Technicians at the Alaska State Crime Lab recently identified the human remains found in a shoe that washed up near the Seawalk in 2020. (Courtesy photo / Department of Public Safety)

Technicians at the Alaska State Crime Lab recently identified the human remains found in a shoe that washed up near the Seawalk in 2020. (Courtesy photo / Department of Public Safety)

How it works: crime lab specialist talks ID’ing human remains

Deep muscle tissue is best for identifying workable DNA.

A human foot that washed ashore in Juneau in 2020 was recently identified by the Alaska State Crime Lab as belonging to a man who went missing in the water several years before.

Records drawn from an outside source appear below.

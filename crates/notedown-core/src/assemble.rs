// Copyright 2025 Fernando Borretti
//
// Licensed under the Apache License, Version 2.0 (the "License");
// you may not use this file except in compliance with the License.
// You may obtain a copy of the License at
//
//     http://www.apache.org/licenses/LICENSE-2.0
//
// Unless required by applicable law or agreed to in writing, software
// distributed under the License is distributed on an "AS IS" BASIS,
// WITHOUT WARRANTIES OR CONDITIONS OF ANY KIND, either express or implied.
// See the License for the specific language governing permissions and
// limitations under the License.

use std::collections::BTreeMap;
use std::collections::BTreeSet;
use std::collections::HashMap;
use std::error::Error;
use std::fmt::Display;
use std::fmt::Formatter;

use crate::parser::ParsedFile;
use crate::types::block::RawNoteBlock;
use crate::types::note::ParsedNote;
use crate::types::properties::Defaults;

/// The model used when neither the note nor the file names one.
pub const DEFAULT_MODEL: &str = "Basic";

/// Source of the expected field names of each model. Owned by the note store.
pub trait SchemaLookup {
    /// The ordered field names of `model`, or `None` if the model is unknown.
    fn field_names(&self, model: &str) -> Option<&[String]>;
}

impl SchemaLookup for BTreeMap<String, Vec<String>> {
    fn field_names(&self, model: &str) -> Option<&[String]> {
        self.get(model).map(Vec::as_slice)
    }
}

impl SchemaLookup for HashMap<String, Vec<String>> {
    fn field_names(&self, model: &str) -> Option<&[String]> {
        self.get(model).map(Vec::as_slice)
    }
}

#[derive(Debug, PartialEq)]
pub struct ValidationError {
    pub model: String,
    pub message: String,
}

impl Display for ValidationError {
    fn fmt(&self, f: &mut Formatter<'_>) -> std::fmt::Result {
        write!(f, "{} (model '{}')", self.message, self.model)
    }
}

impl Error for ValidationError {}

/// A field whose name differs from the schema's name at the same position.
#[derive(Debug, Clone, PartialEq)]
pub struct FieldNameWarning {
    pub model: String,
    pub expected: String,
    pub found: String,
}

impl Display for FieldNameWarning {
    fn fmt(&self, f: &mut Formatter<'_>) -> std::fmt::Result {
        write!(
            f,
            "Inconsistent field names for model '{}' ({} != {})",
            self.model, self.expected, self.found
        )
    }
}

/// Notes assembled from one file, plus the warnings raised along the way.
#[derive(Debug, Clone, Default, PartialEq)]
pub struct Assembled {
    pub notes: Vec<ParsedNote>,
    pub warnings: Vec<FieldNameWarning>,
}

/// Resolve a block against the file defaults. No schema checks happen here.
pub fn resolve_note(defaults: &Defaults, block: RawNoteBlock) -> ParsedNote {
    let properties = block.properties;
    let markdown = properties
        .markdown()
        .or_else(|| defaults.markdown())
        .unwrap_or(true);
    let tags = properties
        .tags
        .as_deref()
        .or(defaults.tags.as_deref())
        .map(split_tags)
        .unwrap_or_default();
    let model = properties
        .model
        .or_else(|| defaults.model.clone())
        .unwrap_or_else(|| DEFAULT_MODEL.to_string());
    ParsedNote {
        title: block.title,
        model,
        tags,
        markdown,
        fields: block.fields,
    }
}

/// Tags may be separated by commas or whitespace.
pub fn split_tags(tags: &str) -> BTreeSet<String> {
    tags.replace(',', " ")
        .split_whitespace()
        .map(str::to_string)
        .collect()
}

/// Resolve every block of a file and check each note against its model.
///
/// A field count that differs from the model's is fatal, as is a model the
/// schema doesn't know. Field names that differ position by position are
/// only warnings.
pub fn assemble(
    file: ParsedFile,
    schema: &impl SchemaLookup,
) -> Result<Assembled, ValidationError> {
    let ParsedFile { defaults, blocks, .. } = file;
    let mut assembled = Assembled::default();
    for block in blocks {
        let note = resolve_note(&defaults, block);
        let warnings = validate(&note, schema)?;
        for warning in &warnings {
            log::warn!("{warning}");
        }
        assembled.warnings.extend(warnings);
        assembled.notes.push(note);
    }
    Ok(assembled)
}

/// Check one note against its model.
pub fn validate(
    note: &ParsedNote,
    schema: &impl SchemaLookup,
) -> Result<Vec<FieldNameWarning>, ValidationError> {
    let Some(expected) = schema.field_names(&note.model) else {
        return Err(ValidationError {
            model: note.model.clone(),
            message: "Unknown model.".to_string(),
        });
    };
    if expected.len() != note.fields.len() {
        return Err(ValidationError {
            model: note.model.clone(),
            message: format!(
                "Note '{}' has {} fields, expected {}.",
                note.title,
                note.fields.len(),
                expected.len()
            ),
        });
    }
    let warnings = expected
        .iter()
        .zip(note.field_names())
        .filter(|(expected, found)| expected.as_str() != *found)
        .map(|(expected, found)| FieldNameWarning {
            model: note.model.clone(),
            expected: expected.clone(),
            found: found.to_string(),
        })
        .collect();
    Ok(warnings)
}

#[cfg(test)]
mod tests {
    use super::*;
    use crate::parser::parse_notes;

    fn schema() -> BTreeMap<String, Vec<String>> {
        let mut schema = BTreeMap::new();
        schema.insert(
            "Basic".to_string(),
            vec!["Front".to_string(), "Back".to_string()],
        );
        schema.insert("Cloze".to_string(), vec!["Text".to_string(), "Extra".to_string()]);
        schema
    }

    fn tags(names: &[&str]) -> BTreeSet<String> {
        names.iter().map(|s| s.to_string()).collect()
    }

    #[test]
    fn test_concrete_scenario() -> crate::error::Fallible<()> {
        let input = "model: Basic\ntags: marked\n\n# Note 1\n## Front\nQuestion?\n\n## Back\nAnswer.\n";
        let assembled = assemble(parse_notes("test.md", input)?, &schema())?;
        assert_eq!(assembled.notes.len(), 1);
        assert!(assembled.warnings.is_empty());
        let note = &assembled.notes[0];
        assert_eq!(note.model, "Basic");
        assert_eq!(note.tags, tags(&["marked"]));
        assert!(note.markdown);
        assert_eq!(note.field("Front"), Some("Question?"));
        assert_eq!(note.field("Back"), Some("Answer."));
        Ok(())
    }

    #[test]
    fn test_defaults_inheritance() -> crate::error::Fallible<()> {
        let input = "model: Basic\ntags: x,y\n# N\n## Front\nq\n## Back\na";
        let assembled = assemble(parse_notes("test.md", input)?, &schema())?;
        let note = &assembled.notes[0];
        assert_eq!(note.tags, tags(&["x", "y"]));
        assert_eq!(note.model, "Basic");
        Ok(())
    }

    #[test]
    fn test_note_overrides_defaults() -> crate::error::Fallible<()> {
        let input = "tags: x, y\nmarkdown: false\n# N\nmodel: Cloze\ntags: z\nmd: yes\n## Text\nq\n## Extra\na";
        let assembled = assemble(parse_notes("test.md", input)?, &schema())?;
        let note = &assembled.notes[0];
        assert_eq!(note.model, "Cloze");
        assert_eq!(note.tags, tags(&["z"]));
        assert!(note.markdown);
        Ok(())
    }

    #[test]
    fn test_builtin_defaults() {
        let block = RawNoteBlock {
            title: "N".to_string(),
            properties: Default::default(),
            fields: vec![("Front".to_string(), "q".to_string())],
        };
        let note = resolve_note(&Defaults::default(), block);
        assert_eq!(note.model, DEFAULT_MODEL);
        assert!(note.tags.is_empty());
        assert!(note.markdown);
    }

    #[test]
    fn test_default_markdown_flag() -> crate::error::Fallible<()> {
        let input = "md: no\n# N\n## Front\nq\n## Back\na";
        let assembled = assemble(parse_notes("test.md", input)?, &schema())?;
        assert!(!assembled.notes[0].markdown);
        Ok(())
    }

    #[test]
    fn test_split_tags() {
        assert_eq!(split_tags("a, b  c,d"), tags(&["a", "b", "c", "d"]));
        assert!(split_tags(" , ").is_empty());
    }

    #[test]
    fn test_field_count_mismatch() -> crate::error::Fallible<()> {
        let input = "# N\n## Front\nq\n## Back\na\n## Extra\ne";
        let result = assemble(parse_notes("test.md", input)?, &schema());
        let err = result.err().unwrap();
        assert_eq!(err.model, "Basic");
        Ok(())
    }

    #[test]
    fn test_field_name_mismatch_warns() -> crate::error::Fallible<()> {
        let input = "# N\n## Question\nq\n## Back\na";
        let assembled = assemble(parse_notes("test.md", input)?, &schema())?;
        assert_eq!(assembled.notes.len(), 1);
        assert_eq!(
            assembled.warnings,
            vec![FieldNameWarning {
                model: "Basic".to_string(),
                expected: "Front".to_string(),
                found: "Question".to_string(),
            }]
        );
        Ok(())
    }

    #[test]
    fn test_unknown_model() -> crate::error::Fallible<()> {
        let input = "# N\nmodel: Nope\n## Front\nq";
        let result = assemble(parse_notes("test.md", input)?, &schema());
        assert!(result.is_err());
        Ok(())
    }

    #[test]
    fn test_error_aborts_whole_file() -> crate::error::Fallible<()> {
        let input = "# A\n## Front\nq\n## Back\na\n# B\n## Front\nq";
        let result = assemble(parse_notes("test.md", input)?, &schema());
        assert!(result.is_err());
        Ok(())
    }
}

But how does the process actually work?

For the Juneau Police Department, the process begins with finding a human remain, and then submitting it to the State Medical Examiner’s office in Anchorage, as has happened in multiple cases where a body was found but not easily able to be identified.

“The remains would first go to the Medical Examiners office to determine if they are able to make a positive identification (for example, with dental records or other features that could be found on the remains like medical implants with a serial number that can be tracked),” said Jennifer Foster, the forensic biology supervisor at the state crime lab, in an email. “If they are unable to make an identification at that point it would potentially be submitted to the lab to try and generate a DNA profile.”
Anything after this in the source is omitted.